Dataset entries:
##############################
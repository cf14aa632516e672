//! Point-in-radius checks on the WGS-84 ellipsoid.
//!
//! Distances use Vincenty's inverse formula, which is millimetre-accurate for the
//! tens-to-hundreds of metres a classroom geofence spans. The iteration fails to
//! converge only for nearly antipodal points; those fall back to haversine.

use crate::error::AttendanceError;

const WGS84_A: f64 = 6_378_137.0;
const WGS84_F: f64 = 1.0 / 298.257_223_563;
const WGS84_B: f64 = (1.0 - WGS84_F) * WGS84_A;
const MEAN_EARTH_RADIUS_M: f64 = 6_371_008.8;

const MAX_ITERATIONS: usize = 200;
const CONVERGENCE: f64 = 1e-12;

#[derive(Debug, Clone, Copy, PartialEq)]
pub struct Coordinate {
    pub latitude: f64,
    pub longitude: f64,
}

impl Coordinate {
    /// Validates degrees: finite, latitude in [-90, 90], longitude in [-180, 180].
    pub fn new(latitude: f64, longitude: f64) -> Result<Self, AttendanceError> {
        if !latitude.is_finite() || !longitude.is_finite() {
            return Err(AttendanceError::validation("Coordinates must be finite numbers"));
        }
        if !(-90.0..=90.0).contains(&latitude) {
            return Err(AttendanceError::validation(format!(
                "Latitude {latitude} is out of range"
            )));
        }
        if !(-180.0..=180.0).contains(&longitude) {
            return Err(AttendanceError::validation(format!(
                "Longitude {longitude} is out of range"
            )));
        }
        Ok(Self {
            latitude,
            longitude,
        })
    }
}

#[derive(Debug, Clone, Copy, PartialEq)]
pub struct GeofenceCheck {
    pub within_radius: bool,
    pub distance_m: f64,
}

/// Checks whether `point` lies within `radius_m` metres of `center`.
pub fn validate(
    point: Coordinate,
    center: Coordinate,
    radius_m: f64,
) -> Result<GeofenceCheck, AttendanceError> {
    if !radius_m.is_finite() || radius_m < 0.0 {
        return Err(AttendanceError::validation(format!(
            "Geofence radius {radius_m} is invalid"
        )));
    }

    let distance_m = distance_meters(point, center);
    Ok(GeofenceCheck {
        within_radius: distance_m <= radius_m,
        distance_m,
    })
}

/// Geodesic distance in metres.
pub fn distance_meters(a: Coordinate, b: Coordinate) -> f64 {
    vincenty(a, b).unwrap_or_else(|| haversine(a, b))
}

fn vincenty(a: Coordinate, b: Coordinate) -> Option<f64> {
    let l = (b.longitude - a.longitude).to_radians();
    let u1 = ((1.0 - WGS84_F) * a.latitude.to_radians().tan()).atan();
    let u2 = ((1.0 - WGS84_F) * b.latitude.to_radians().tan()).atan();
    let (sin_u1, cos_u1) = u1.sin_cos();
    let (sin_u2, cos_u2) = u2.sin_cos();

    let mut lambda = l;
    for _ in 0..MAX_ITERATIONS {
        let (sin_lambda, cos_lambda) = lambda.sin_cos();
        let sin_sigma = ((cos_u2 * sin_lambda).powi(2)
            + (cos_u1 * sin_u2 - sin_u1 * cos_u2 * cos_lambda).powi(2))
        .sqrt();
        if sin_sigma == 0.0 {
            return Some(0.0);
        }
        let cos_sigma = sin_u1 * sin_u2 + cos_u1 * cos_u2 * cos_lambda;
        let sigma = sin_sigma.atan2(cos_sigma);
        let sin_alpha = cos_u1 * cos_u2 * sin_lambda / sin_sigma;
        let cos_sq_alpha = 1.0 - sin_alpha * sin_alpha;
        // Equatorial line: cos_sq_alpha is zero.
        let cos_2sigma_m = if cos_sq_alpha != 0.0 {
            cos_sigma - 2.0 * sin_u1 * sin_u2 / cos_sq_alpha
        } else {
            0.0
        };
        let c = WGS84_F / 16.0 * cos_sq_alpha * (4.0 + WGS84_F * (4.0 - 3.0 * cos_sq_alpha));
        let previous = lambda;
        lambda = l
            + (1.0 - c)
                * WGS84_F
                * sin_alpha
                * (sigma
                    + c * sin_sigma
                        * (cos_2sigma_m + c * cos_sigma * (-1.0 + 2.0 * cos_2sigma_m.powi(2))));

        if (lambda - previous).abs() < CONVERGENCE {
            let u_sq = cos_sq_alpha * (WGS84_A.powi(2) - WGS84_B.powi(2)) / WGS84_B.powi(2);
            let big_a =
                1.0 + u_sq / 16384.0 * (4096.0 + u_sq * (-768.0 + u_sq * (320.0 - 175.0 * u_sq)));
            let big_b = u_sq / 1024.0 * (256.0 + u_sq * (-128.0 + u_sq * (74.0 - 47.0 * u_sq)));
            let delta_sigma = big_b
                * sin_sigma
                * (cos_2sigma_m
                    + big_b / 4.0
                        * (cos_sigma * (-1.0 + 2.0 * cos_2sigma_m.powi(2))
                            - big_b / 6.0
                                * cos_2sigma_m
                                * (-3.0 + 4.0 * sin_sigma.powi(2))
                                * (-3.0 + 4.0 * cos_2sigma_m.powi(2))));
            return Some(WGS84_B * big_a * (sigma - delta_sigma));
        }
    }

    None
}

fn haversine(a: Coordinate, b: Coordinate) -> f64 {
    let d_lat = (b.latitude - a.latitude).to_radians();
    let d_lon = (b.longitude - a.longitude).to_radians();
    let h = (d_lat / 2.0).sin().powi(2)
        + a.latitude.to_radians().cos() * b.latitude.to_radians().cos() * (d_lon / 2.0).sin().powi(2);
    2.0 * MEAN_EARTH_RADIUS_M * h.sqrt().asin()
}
##############################
WHAT TO PRODUCE: All of the lines above must be returned exactly.

SOLUTION BELOW:
repository cf14aa632516e672
//! Point-in-radius checks on the WGS-84 ellipsoid.
//!
//! Distances use Vincenty's inverse formula, which is millimetre-accurate for the
//! tens-to-hundreds of metres a classroom geofence spans. The iteration fails to
//! converge only for nearly antipodal points; those fall back to haversine.

use crate::error::AttendanceError;

const WGS84_A: f64 = 6_378_137.0;
const WGS84_F: f64 = 1.0 / 298.257_223_563;
const WGS84_B: f64 = (1.0 - WGS84_F) * WGS84_A;
const MEAN_EARTH_RADIUS_M: f64 = 6_371_008.8;

const MAX_ITERATIONS: usize = 200;
const CONVERGENCE: f64 = 1e-12;

#[derive(Debug, Clone, Copy, PartialEq)]
pub struct Coordinate {
    pub latitude: f64,
    pub longitude: f64,
}

impl Coordinate {
    /// Validates degrees: finite, latitude in [-90, 90], longitude in [-180, 180].
    pub fn new(latitude: f64, longitude: f64) -> Result<Self, AttendanceError> {
        if !latitude.is_finite() || !longitude.is_finite() {
            return Err(AttendanceError::validation("Coordinates must be finite numbers"));
        }
        if !(-90.0..=90.0).contains(&latitude) {
            return Err(AttendanceError::validation(format!(
                "Latitude {latitude} is out of range"
            )));
        }
        if !(-180.0..=180.0).contains(&longitude) {
            return Err(AttendanceError::validation(format!(
                "Longitude {longitude} is out of range"
            )));
        }
        Ok(Self {
            latitude,
            longitude,
        })
    }
}

#[derive(Debug, Clone, Copy, PartialEq)]
pub struct GeofenceCheck {
    pub within_radius: bool,
    pub distance_m: f64,
}

/// Checks whether `point` lies within `radius_m` metres of `center`.
pub fn validate(
    point: Coordinate,
    center: Coordinate,
    radius_m: f64,
) -> Result<GeofenceCheck, AttendanceError> {
    if !radius_m.is_finite() || radius_m < 0.0 {
        return Err(AttendanceError::validation(format!(
            "Geofence radius {radius_m} is invalid"
        )));
    }

    let distance_m = distance_meters(point, center);
    Ok(GeofenceCheck {
        within_radius: distance_m <= radius_m,
        distance_m,
    })
}

/// Geodesic distance in metres.
pub fn distance_meters(a: Coordinate, b: Coordinate) -> f64 {
    vincenty(a, b).unwrap_or_else(|| haversine(a, b))
}

fn vincenty(a: Coordinate, b: Coordinate) -> Option<f64> {
    let l = (b.longitude - a.longitude).to_radians();
    let u1 = ((1.0 - WGS84_F) * a.latitude.to_radians().tan()).atan();
    let u2 = ((1.0 - WGS84_F) * b.latitude.to_radians().tan()).atan();
    let (sin_u1, cos_u1) = u1.sin_cos();
    let (sin_u2, cos_u2) = u2.sin_cos();

    let mut lambda = l;
    for _ in 0..MAX_ITERATIONS {
        let (sin_lambda, cos_lambda) = lambda.sin_cos();
        let sin_sigma = ((cos_u2 * sin_lambda).powi(2)
            + (cos_u1 * sin_u2 - sin_u1 * cos_u2 * cos_lambda).powi(2))
        .sqrt();
        if sin_sigma == 0.0 {
            return Some(0.0);
        }
        let cos_sigma = sin_u1 * sin_u2 + cos_u1 * cos_u2 * cos_lambda;
        let sigma = sin_sigma.atan2(cos_sigma);
        let sin_alpha = cos_u1 * cos_u2 * sin_lambda / sin_sigma;
        let cos_sq_alpha = 1.0 - sin_alpha * sin_alpha;
        // Equatorial line: cos_sq_alpha is zero.
        let cos_2sigma_m = if cos_sq_alpha != 0.0 {
            cos_sigma - 2.0 * sin_u1 * sin_u2 / cos_sq_alpha
        } else {
            0.0
        };
        let c = WGS84_F / 16.0 * cos_sq_alpha * (4.0 + WGS84_F * (4.0 - 3.0 * cos_sq_alpha));
        let previous = lambda;
        lambda = l
            + (1.0 - c)
                * WGS84_F
                * sin_alpha
                * (sigma
                    + c * sin_sigma
                        * (cos_2sigma_m + c * cos_sigma * (-1.0 + 2.0 * cos_2sigma_m.powi(2))));

        if (lambda - previous).abs() < CONVERGENCE {
            let u_sq = cos_sq_alpha * (WGS84_A.powi(2) - WGS84_B.powi(2)) / WGS84_B.powi(2);
            let big_a =
                1.0 + u_sq / 16384.0 * (4096.0 + u_sq * (-768.0 + u_sq * (320.0 - 175.0 * u_sq)));
            let big_b = u_sq / 1024.0 * (256.0 + u_sq * (-128.0 + u_sq * (74.0 - 47.0 * u_sq)));
            let delta_sigma = big_b
                * sin_sigma
                * (cos_2sigma_m
                    + big_b / 4.0
                        * (cos_sigma * (-1.0 + 2.0 * cos_2sigma_m.powi(2))
                            - big_b / 6.0
                                * cos_2sigma_m
                                * (-3.0 + 4.0 * sin_sigma.powi(2))
                                * (-3.0 + 4.0 * cos_2sigma_m.powi(2))));
            return Some(WGS84_B * big_a * (sigma - delta_sigma));
        }
    }

    None
}

fn haversine(a: Coordinate, b: Coordinate) -> f64 {
    let d_lat = (b.latitude - a.latitude).to_radians();
    let d_lon = (b.longitude - a.longitude).to_radians();
    let h = (d_lat / 2.0).sin().powi(2)
        + a.latitude.to_radians().cos() * b.latitude.to_radians().cos() * (d_lon / 2.0).sin().powi(2);
    2.0 * MEAN_EARTH_RADIUS_M * h.sqrt().asin()
}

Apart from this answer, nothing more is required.